* _RECORD SET_
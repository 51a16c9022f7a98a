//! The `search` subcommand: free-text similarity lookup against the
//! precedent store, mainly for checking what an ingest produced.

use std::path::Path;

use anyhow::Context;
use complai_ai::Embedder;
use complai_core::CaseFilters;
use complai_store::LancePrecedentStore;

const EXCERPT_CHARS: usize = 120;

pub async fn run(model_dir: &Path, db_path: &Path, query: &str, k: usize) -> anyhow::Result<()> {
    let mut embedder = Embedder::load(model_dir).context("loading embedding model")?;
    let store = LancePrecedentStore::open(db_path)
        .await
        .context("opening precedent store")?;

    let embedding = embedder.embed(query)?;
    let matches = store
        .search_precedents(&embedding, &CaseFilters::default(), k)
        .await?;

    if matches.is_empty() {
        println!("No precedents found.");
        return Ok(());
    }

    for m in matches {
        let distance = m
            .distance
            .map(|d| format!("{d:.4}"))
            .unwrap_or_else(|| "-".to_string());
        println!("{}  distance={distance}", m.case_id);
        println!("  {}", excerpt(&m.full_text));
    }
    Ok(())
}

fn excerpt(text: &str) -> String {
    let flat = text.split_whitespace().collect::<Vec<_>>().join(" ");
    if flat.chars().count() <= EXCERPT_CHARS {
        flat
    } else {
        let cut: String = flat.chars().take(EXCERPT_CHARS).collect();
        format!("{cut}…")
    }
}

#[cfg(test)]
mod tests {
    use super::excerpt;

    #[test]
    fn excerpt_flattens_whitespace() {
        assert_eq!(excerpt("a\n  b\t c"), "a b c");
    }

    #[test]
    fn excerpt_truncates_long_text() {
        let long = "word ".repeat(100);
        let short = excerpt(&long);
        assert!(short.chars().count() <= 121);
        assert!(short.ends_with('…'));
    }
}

* _PROBLEM REQUIREMENTS_
All of the data above should be reproduced word for word.

* _EXERCISE RESPONSE_
repository 51a16c9022f7a98a
//! The `search` subcommand: free-text similarity lookup against the
//! precedent store, mainly for checking what an ingest produced.

use std::path::Path;

use anyhow::Context;
use complai_ai::Embedder;
use complai_core::CaseFilters;
use complai_store::LancePrecedentStore;

const EXCERPT_CHARS: usize = 120;

pub async fn run(model_dir: &Path, db_path: &Path, query: &str, k: usize) -> anyhow::Result<()> {
    let mut embedder = Embedder::load(model_dir).context("loading embedding model")?;
    let store = LancePrecedentStore::open(db_path)
        .await
        .context("opening precedent store")?;

    let embedding = embedder.embed(query)?;
    let matches = store
        .search_precedents(&embedding, &CaseFilters::default(), k)
        .await?;

    if matches.is_empty() {
        println!("No precedents found.");
        return Ok(());
    }

    for m in matches {
        let distance = m
            .distance
            .map(|d| format!("{d:.4}"))
            .unwrap_or_else(|| "-".to_string());
        println!("{}  distance={distance}", m.case_id);
        println!("  {}", excerpt(&m.full_text));
    }
    Ok(())
}

fn excerpt(text: &str) -> String {
    let flat = text.split_whitespace().collect::<Vec<_>>().join(" ");
    if flat.chars().count() <= EXCERPT_CHARS {
        flat
    } else {
        let cut: String = flat.chars().take(EXCERPT_CHARS).collect();
        format!("{cut}…")
    }
}

#[cfg(test)]
mod tests {
    use super::excerpt;

    #[test]
    fn excerpt_flattens_whitespace() {
        assert_eq!(excerpt("a\n  b\t c"), "a b c");
    }

    #[test]
    fn excerpt_truncates_long_text() {
        let long = "word ".repeat(100);
        let short = excerpt(&long);
        assert!(short.chars().count() <= 121);
        assert!(short.ends_with('…'));
    }
}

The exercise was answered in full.